| Available records |
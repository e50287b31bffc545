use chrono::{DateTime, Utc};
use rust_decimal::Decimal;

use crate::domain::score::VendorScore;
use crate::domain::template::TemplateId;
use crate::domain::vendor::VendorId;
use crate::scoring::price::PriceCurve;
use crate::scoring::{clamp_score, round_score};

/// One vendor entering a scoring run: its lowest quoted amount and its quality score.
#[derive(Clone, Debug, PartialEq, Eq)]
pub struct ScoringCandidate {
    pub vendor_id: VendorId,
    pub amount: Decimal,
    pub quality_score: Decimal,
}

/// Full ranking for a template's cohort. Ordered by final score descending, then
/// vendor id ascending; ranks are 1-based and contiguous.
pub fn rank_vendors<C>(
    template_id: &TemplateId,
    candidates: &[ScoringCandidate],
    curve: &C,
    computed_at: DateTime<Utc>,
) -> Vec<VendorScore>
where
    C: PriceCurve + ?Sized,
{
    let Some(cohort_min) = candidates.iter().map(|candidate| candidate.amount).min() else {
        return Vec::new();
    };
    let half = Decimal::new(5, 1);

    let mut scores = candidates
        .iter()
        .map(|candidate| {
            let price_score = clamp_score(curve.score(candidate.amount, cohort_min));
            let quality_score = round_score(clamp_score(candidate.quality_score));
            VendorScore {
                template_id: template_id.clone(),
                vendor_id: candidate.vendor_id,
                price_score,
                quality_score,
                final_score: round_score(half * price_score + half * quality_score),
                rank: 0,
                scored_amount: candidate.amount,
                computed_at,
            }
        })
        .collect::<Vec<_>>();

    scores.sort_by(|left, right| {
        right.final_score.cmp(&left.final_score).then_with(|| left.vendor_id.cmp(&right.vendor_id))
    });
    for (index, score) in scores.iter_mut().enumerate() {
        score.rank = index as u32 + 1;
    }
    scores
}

| Exercise directions |
Without omitting anything, output the entries exactly.

| Task answer |
repository e50287b31bffc545
use chrono::{DateTime, Utc};
use rust_decimal::Decimal;

use crate::domain::score::VendorScore;
use crate::domain::template::TemplateId;
use crate::domain::vendor::VendorId;
use crate::scoring::price::PriceCurve;
use crate::scoring::{clamp_score, round_score};

/// One vendor entering a scoring run: its lowest quoted amount and its quality score.
#[derive(Clone, Debug, PartialEq, Eq)]
pub struct ScoringCandidate {
    pub vendor_id: VendorId,
    pub amount: Decimal,
    pub quality_score: Decimal,
}

/// Full ranking for a template's cohort. Ordered by final score descending, then
/// vendor id ascending; ranks are 1-based and contiguous.
pub fn rank_vendors<C>(
    template_id: &TemplateId,
    candidates: &[ScoringCandidate],
    curve: &C,
    computed_at: DateTime<Utc>,
) -> Vec<VendorScore>
where
    C: PriceCurve + ?Sized,
{
    let Some(cohort_min) = candidates.iter().map(|candidate| candidate.amount).min() else {
        return Vec::new();
    };
    let half = Decimal::new(5, 1);

    let mut scores = candidates
        .iter()
        .map(|candidate| {
            let price_score = clamp_score(curve.score(candidate.amount, cohort_min));
            let quality_score = round_score(clamp_score(candidate.quality_score));
            VendorScore {
                template_id: template_id.clone(),
                vendor_id: candidate.vendor_id,
                price_score,
                quality_score,
                final_score: round_score(half * price_score + half * quality_score),
                rank: 0,
                scored_amount: candidate.amount,
                computed_at,
            }
        })
        .collect::<Vec<_>>();

    scores.sort_by(|left, right| {
        right.final_score.cmp(&left.final_score).then_with(|| left.vendor_id.cmp(&right.vendor_id))
    });
    for (index, score) in scores.iter_mut().enumerate() {
        score.rank = index as u32 + 1;
    }
    scores
}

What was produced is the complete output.